Ja, es gibt sie, die Hunderttausenden, die in der Schweiz einen schäbigen Lohn erhalten, der in vielen Regionen kaum oder nicht zum Leben reicht. Ja, es gibt sie, die Arbeitgeber, die in unanständiger Art kritische Situationen oder gar Notlagen missbrauchen, um Arbeitnehmer auszunutzen. Ja, es gibt das Verdienst der Gewerkschaften, in den meisten Bereichen des schweizerischen Arbeitsmarkts für eine massive Verbesserung gesorgt zu haben, im kooperativen Dialog mit der Wirtschaft, mit der öffentlichen Verwaltung, durch aggressiv ausgehandelte Gesamtarbeitsverträge.

Es gibt aber auch die Volksinitiativen, die eigentlich nur Marketingkampagnen sind, legitime zwar, aber halt doch eine Perversion unserer direkten Demokratie darstellen. Besonders weil sie zwar ohne Chance auf Zustimmung lanciert werden, aber irgendwie Druck ausüben sollen. Im Sinne von "Der Weg ist das Ziel". So haben wir auch am Abstimmungssonntag des 18.5. wieder einmal die wiederholte Siegeserklärung der Verlierer anhören müssen, die Mindestlohninitiative sei zwar gescheitert, aber nur schon ihre Existenz habe zu vielerlei Erfolgen geführt.

Nun ist es zwar so, dass niemand die Sozialdemokratischen Partei der Schweiz daran hindern kann, chancenlose Image-Kampagnen der JUSOS (1:12-Initiative) oder durchsichtige Mitgliederwerbung der Gewerkschaften (Mindestlohn-Initiative) zu unterstützen. Das Problem ist nur, dass an denselben Sonntagen mehrere Abstimmungsvorlagen anfallen, die sich gegenseitig beeinflussen. Die Mindestlohninitiative, die nicht einmal im feuerroten Wahlkreis 4/5 des rotgrünen Zürich Zustimmung fand, hat nach meiner Beurteilung viele ältere Mitte-Rechts-Wähler an die Urne getrieben. Sie haben der Pädo-Initiative zum Sieg verholfen, trotz des Widerstands der Linken und echt liberaler Kreise.
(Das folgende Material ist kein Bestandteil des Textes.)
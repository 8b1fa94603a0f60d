pub mod candidates;
pub mod commands;
pub mod consistency;
pub mod forge;
pub mod http;
pub mod retry;
pub mod rewrite;
pub mod runtime;
pub mod tools;
pub mod workflow;
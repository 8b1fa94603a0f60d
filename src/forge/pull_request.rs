use anyhow::{Context, Result, bail};
use async_trait::async_trait;
use log::debug;
use serde::Deserialize;

use crate::http::HttpClient;

use super::NAMESPACE;

/// What to propose: from `fork_user`'s fork branch into the upstream branch.
#[derive(Debug, Clone, PartialEq, Eq)]
pub struct PullRequestDraft {
    pub package: String,
    pub fork_user: String,
    pub branch: String,
    pub title: String,
    pub description: String,
}

/// A pull request the forge accepted.
#[derive(Debug, Clone, PartialEq, Eq)]
pub struct PullRequest {
    pub id: u64,
    pub title: String,
    pub url: String,
}

/// Capability to open a pull request on the forge.
#[cfg_attr(test, mockall::automock)]
#[async_trait]
pub trait PullRequestOpener: Send + Sync {
    async fn open(&self, draft: &PullRequestDraft) -> Result<PullRequest>;
}

#[derive(Deserialize, Debug)]
struct Created {
    id: u64,
    title: String,
    full_url: Option<String>,
}

/// Opens pull requests through Pagure's `pull-request/new` endpoint.
pub struct PagurePullRequests {
    http_client: HttpClient,
    instance_url: String,
}

impl PagurePullRequests {
    pub fn new(http_client: HttpClient, instance_url: &str) -> Self {
        Self {
            http_client,
            instance_url: instance_url.trim_end_matches('/').to_string(),
        }
    }
}

#[async_trait]
impl PullRequestOpener for PagurePullRequests {
    #[tracing::instrument(skip(self, draft), fields(package = %draft.package))]
    async fn open(&self, draft: &PullRequestDraft) -> Result<PullRequest> {
        let url = format!(
            "{}/api/0/{}/{}/pull-request/new",
            self.instance_url, NAMESPACE, draft.package
        );
        let form = [
            ("title", draft.title.as_str()),
            ("initial_comment", draft.description.as_str()),
            ("branch_to", draft.branch.as_str()),
            ("branch_from", draft.branch.as_str()),
            ("repo_from", draft.package.as_str()),
            ("repo_from_username", draft.fork_user.as_str()),
            ("repo_from_namespace", NAMESPACE),
        ];

        let created: Created = self
            .http_client
            .post_form_json(&url, &form)
            .await
            .with_context(|| format!("Failed to open a pull request for {}", draft.package))?;
        debug!("Pull request #{} created", created.id);

        // A different title means the forge picked up other commits.
        if created.title != draft.title {
            bail!(
                "Opening the pull request did not go well, it needs manual inspection. \
                 Expected title {:?}, got {:?}",
                draft.title,
                created.title
            );
        }

        let url = created.full_url.unwrap_or_else(|| {
            format!(
                "{}/{}/{}/pull-request/{}",
                self.instance_url, NAMESPACE, draft.package, created.id
            )
        });

        Ok(PullRequest {
            id: created.id,
            title: created.title,
            url,
        })
    }
}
Auch die Gripen-Vorlage, die noch vor kurzem keine Chance hatte, wurde von den gleichen Leuten fast zum Sieg geführt.

Der mehrheitlich bürgerliche Bundesrat hat also ein praktikables Instrument in der Hand, um bürgerliche Anliegen zu unterstützen: Heikle Vorlagen immer zusammen mit einer vielleicht gut gemeinten, aber schlecht durchdachten linken Initiativen auf denselben Abstimmungstermin anzusetzen. Und die SP sollte endlich aufhören, der SVP vorzuwerfen, sie lanciere populistische Volksinitiativen lediglich mit dem Zweck der Profilierung, zur Mobilisierung der Basis, für den permanenten Kampf um Wähleranteile.